James Conrad of Colorado owned the store briefly in the early 2000s, and took the benches with him when he moved.


Conrad gave a brief history of the political Republican and Democrat wooden benches.


"These 1880’s benches were originally in a country church in New England. When the church was closed two of these bench pews were purchased and relocated to a Country Store in an area called Blood's Corner (North Cohocton) in Western New York,” he said. “The Country Store added the gold paint Republican and Democrat logos, and these benches were displayed on each side of the store's front door for many years."


Olde Country Store and More Owner Jeff Wells said he was very happy to get the benches back from Conrad to display at the store.


“The original political benches sit out front again,” he said. “I have gotten so many people telling me stories about when they sat on the benches as children. These benches are important to a lot of people.”


Wells said the idea to put the political titles on the benches came from the fact that people loved to talk about politics, and this was a silly way of saying politics were meant for outdoors. It is said that Independent was painted on the middle step, so that anyone neutral could be welcome in the store, and the others could sit outside and talk.


“I imagine people liked to talk about politics back then,” Wells said. “This was a place they could talk about their views. The Independents could come in the store, but the others could sit on the front porch and talk politics.”


Ever since these benches have come back home many people have been getting their photos taken on their favorite bench.

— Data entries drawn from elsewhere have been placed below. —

//! Derived metrics and the keys players can be ranked by.

use serde::{Deserialize, Serialize};

/// Rates computed from a player's cumulative counters. Never stored, always recomputed.
///
/// Values are unrounded; sort and compare on these, round only for display.
#[derive(Clone, Copy, Debug, Default, PartialEq, Serialize, Deserialize)]
#[serde(rename_all = "camelCase")]
pub struct DerivedMetrics {
    /// Kills per death; the raw kill count when the player has no deaths.
    pub kd: f64,
    /// Headshot kills as a percentage of all kills (0..=100).
    pub headshot_pct: f64,
    /// Average damage per round.
    pub adr: f64,
    /// Matches won as a percentage of matches played (0..=100).
    pub win_rate_pct: f64,
    pub assists_per_match: f64,
    pub kills_per_match: f64,
    pub damage_per_match: f64,
    pub mvps_per_match: f64,
    pub losses: u64,
}

/// Order of a ranked sequence.
#[derive(Clone, Copy, Debug, Default, Eq, Hash, PartialEq, Serialize, Deserialize)]
#[serde(rename_all = "camelCase")]
pub enum SortDirection {
    Ascending,
    #[default]
    Descending,
}

impl SortDirection {
    /// The opposite direction.
    pub fn reversed(self) -> Self {
        match self {
            SortDirection::Ascending => SortDirection::Descending,
            SortDirection::Descending => SortDirection::Ascending,
        }
    }
}

/// A field players can be ranked by: a raw counter, a derived metric, or the display name.
#[derive(Clone, Copy, Debug, Eq, Hash, PartialEq, Serialize, Deserialize)]
#[serde(rename_all = "camelCase")]
pub enum MetricKey {
    Name,
    SkillRating,
    TotalKills,
    TotalDeaths,
    TotalHeadshots,
    TotalDamage,
    TotalRoundsPlayed,
    TotalAssists,
    TotalMatches,
    MatchesWon,
    TotalMvps,
    Total5ks,
    Kd,
    HeadshotPct,
    Adr,
    WinRatePct,
    AssistsPerMatch,
    KillsPerMatch,
    DamagePerMatch,
    MvpsPerMatch,
}

impl MetricKey {
    /// Every key, in column order.
    pub const ALL: [MetricKey; 20] = [
        MetricKey::Name,
        MetricKey::SkillRating,
        MetricKey::TotalKills,
        MetricKey::TotalDeaths,
        MetricKey::TotalHeadshots,
        MetricKey::TotalDamage,
        MetricKey::TotalRoundsPlayed,
        MetricKey::TotalAssists,
        MetricKey::TotalMatches,
        MetricKey::MatchesWon,
        MetricKey::TotalMvps,
        MetricKey::Total5ks,
        MetricKey::Kd,
        MetricKey::HeadshotPct,
        MetricKey::Adr,
        MetricKey::WinRatePct,
        MetricKey::AssistsPerMatch,
        MetricKey::KillsPerMatch,
        MetricKey::DamagePerMatch,
        MetricKey::MvpsPerMatch,
    ];

    /// Column label for tables and leaderboard headings.
    pub fn label(self) -> &'static str {
        match self {
            MetricKey::Name => "Player",
            MetricKey::SkillRating => "Rating",
            MetricKey::TotalKills => "Kills",
            MetricKey::TotalDeaths => "Deaths",
            MetricKey::TotalHeadshots => "Headshots",
            MetricKey::TotalDamage => "Damage",
            MetricKey::TotalRoundsPlayed => "Rounds",
            MetricKey::TotalAssists => "Assists",
            MetricKey::TotalMatches => "Matches",
            MetricKey::MatchesWon => "Wins",
            MetricKey::TotalMvps => "MVPs",
            MetricKey::Total5ks => "5Ks",
            MetricKey::Kd => "K/D",
            MetricKey::HeadshotPct => "HS%",
            MetricKey::Adr => "ADR",
            MetricKey::WinRatePct => "Win %",
            MetricKey::AssistsPerMatch => "Assists/Match",
            MetricKey::KillsPerMatch => "Kills/Match",
            MetricKey::DamagePerMatch => "Damage/Match",
            MetricKey::MvpsPerMatch => "MVPs/Match",
        }
    }

    /// Direction a table starts in when this column is first selected.
    pub fn default_direction(self) -> SortDirection {
        match self {
            MetricKey::Name => SortDirection::Ascending,
            _ => SortDirection::Descending,
        }
    }
}

impl std::fmt::Display for MetricKey {
    fn fmt(&self, f: &mut std::fmt::Formatter<'_>) -> std::fmt::Result {
        write!(f, "{}", self.label())
    }
}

“We are very overwhelmed and excited to have them back,” Wells said. “When we first purchased the store we wanted to include the benches. I remembered them growing up, and their historic value when I was a boy. The benches had not been available when I bought the store. We found out these cousins bought the store and took them to Colorado.”


Wells added the cousins owned the store in 2011, and did some renovating.

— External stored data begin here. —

//! Metric deriver: normalized rates from raw counters.
//!
//! Every function is total. Division by zero falls back to a defined value
//! instead of producing NaN or infinity.

use crate::models::{DerivedMetrics, Player};

/// `numerator / denominator`, or 0 when the denominator is 0.
fn ratio(numerator: u64, denominator: u64) -> f64 {
    if denominator == 0 {
        0.0
    } else {
        numerator as f64 / denominator as f64
    }
}

/// Kills per death. With no deaths this is the raw kill count.
pub fn kd(p: &Player) -> f64 {
    if p.total_deaths == 0 {
        p.total_kills as f64
    } else {
        ratio(p.total_kills, p.total_deaths)
    }
}

/// Headshot kills as a percentage of kills, or 0 with no kills.
pub fn headshot_pct(p: &Player) -> f64 {
    ratio(p.total_headshots, p.total_kills) * 100.0
}

/// Average damage per round.
pub fn adr(p: &Player) -> f64 {
    ratio(p.total_damage, p.total_rounds_played)
}

/// Matches won as a percentage of matches played, or 0 with no matches.
pub fn win_rate_pct(p: &Player) -> f64 {
    ratio(p.matches_won, p.total_matches) * 100.0
}

/// Assists per match, or 0 with no matches.
pub fn assists_per_match(p: &Player) -> f64 {
    ratio(p.total_assists, p.total_matches)
}

/// Kills per match, or 0 with no matches.
pub fn kills_per_match(p: &Player) -> f64 {
    ratio(p.total_kills, p.total_matches)
}

/// Damage per match, or 0 with no matches.
pub fn damage_per_match(p: &Player) -> f64 {
    ratio(p.total_damage, p.total_matches)
}

/// MVP awards per match, or 0 with no matches.
pub fn mvps_per_match(p: &Player) -> f64 {
    ratio(p.total_mvps, p.total_matches)
}

/// Matches not won. Saturates at 0 if the counters disagree.
pub fn losses(p: &Player) -> u64 {
    p.total_matches.saturating_sub(p.matches_won)
}

/// All derived metrics for one player.
pub fn derive_metrics(p: &Player) -> DerivedMetrics {
    DerivedMetrics {
        kd: kd(p),
        headshot_pct: headshot_pct(p),
        adr: adr(p),
        win_rate_pct: win_rate_pct(p),
        assists_per_match: assists_per_match(p),
        kills_per_match: kills_per_match(p),
        damage_per_match: damage_per_match(p),
        mvps_per_match: mvps_per_match(p),
        losses: losses(p),
    }
}

impl DerivedMetrics {
    /// Same as [`derive_metrics`].
    pub fn from_player(p: &Player) -> Self {
        derive_metrics(p)
    }
}
//! Player record as supplied by the data-access layer.

use serde::{Deserialize, Serialize};
use uuid::Uuid;

/// Unique identifier for a player (stable across sessions).
pub type PlayerId = Uuid;

/// Shown when a player has neither a nickname nor a first name.
pub const UNKNOWN_PLAYER_NAME: &str = "Unknown";

/// A player with cumulative counters. The core never mutates the counters.
#[derive(Clone, Debug, Eq, PartialEq, Serialize, Deserialize)]
#[serde(rename_all = "camelCase")]
pub struct Player {
    pub id: PlayerId,
    #[serde(default)]
    pub nickname: Option<String>,
    #[serde(default)]
    pub first_name: Option<String>,
    #[serde(default)]
    pub total_kills: u64,
    #[serde(default)]
    pub total_deaths: u64,
    #[serde(default)]
    pub total_headshots: u64,
    #[serde(default)]
    pub total_damage: u64,
    #[serde(default)]
    pub total_rounds_played: u64,
    #[serde(default)]
    pub total_assists: u64,
    #[serde(default)]
    pub total_matches: u64,
    #[serde(default)]
    pub matches_won: u64,
    #[serde(default)]
    pub total_mvps: u64,
    #[serde(default, rename = "total5ks")]
    pub total_5ks: u64,
    /// Balancing weight; may be negative.
    #[serde(default)]
    pub skill_rating: i64,
    #[serde(default)]
    pub is_admin: bool,
}

impl Player {
    /// Create a player with the given nickname. Counters and rating start at zero.
    pub fn new(nickname: impl Into<String>) -> Self {
        Self {
            id: Uuid::new_v4(),
            nickname: Some(nickname.into()),
            first_name: None,
            total_kills: 0,
            total_deaths: 0,
            total_headshots: 0,
            total_damage: 0,
            total_rounds_played: 0,
            total_assists: 0,
            total_matches: 0,
            matches_won: 0,
            total_mvps: 0,
            total_5ks: 0,
            skill_rating: 0,
            is_admin: false,
        }
    }

    /// Nickname, falling back to first name, falling back to [`UNKNOWN_PLAYER_NAME`].
    ///
    /// Values are trimmed and a blank one counts as missing, so a nickname of only
    /// spaces shows the first name instead of an empty label.
    pub fn display_name(&self) -> &str {
        [self.nickname.as_deref(), self.first_name.as_deref()]
            .into_iter()
            .flatten()
            .map(str::trim)
            .find(|name| !name.is_empty())
            .unwrap_or(UNKNOWN_PLAYER_NAME)
    }

    /// Set the first name used when the nickname is blank.
    pub fn with_first_name(mut self, first_name: impl Into<String>) -> Self {
        self.first_name = Some(first_name.into());
        self
    }

    /// Set the skill rating used for balancing.
    pub fn with_rating(mut self, skill_rating: i64) -> Self {
        self.skill_rating = skill_rating;
        self
    }

    /// Set kill/death/headshot counters.
    pub fn with_frags(mut self, kills: u64, deaths: u64, headshots: u64) -> Self {
        self.total_kills = kills;
        self.total_deaths = deaths;
        self.total_headshots = headshots;
        self
    }

    /// Set total damage and rounds played.
    pub fn with_damage(mut self, damage: u64, rounds_played: u64) -> Self {
        self.total_damage = damage;
        self.total_rounds_played = rounds_played;
        self
    }

    /// Set matches played and matches won.
    pub fn with_matches(mut self, played: u64, won: u64) -> Self {
        self.total_matches = played;
        self.matches_won = won;
        self
    }

    /// Set total assists.
    pub fn with_assists(mut self, assists: u64) -> Self {
        self.total_assists = assists;
        self
    }

    /// Set MVP awards and five-kill rounds.
    pub fn with_highlights(mut self, mvps: u64, five_ks: u64) -> Self {
        self.total_mvps = mvps;
        self.total_5ks = five_ks;
        self
    }
}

“They didn’t know what would happen to the store in the future, and knew how important the benches were,” Wells said. “They didn’t want to leave them behind, and have people take them apart or sell them.”


The Conrad’s checked their hearts and decided the benches needed to go back home.


Wells is fascinated to find out the origin of the story, and if anyone knows for sure if Henry Wolfanger was the original owner of the benches. He was the owner for the time period in which the benches would have been around.


A couple plaques have been purchased and donated by the Conrad’s to be put on the benches. They will read the following; The bench labeled Democrat will have:"In Memory of Stan Strobel" "Donated by Jim & Louise Conrad" The bench labeled Republican will have: "In Memory of Stuart Conrad" "Donated by Jim & Louise Conrad"


“We are all thrilled to have them back,” Wells said. “It brings back all of our childhood memories. People remember the simple things; like sitting on these benches and buying candy at the store. They could chat with their friends.”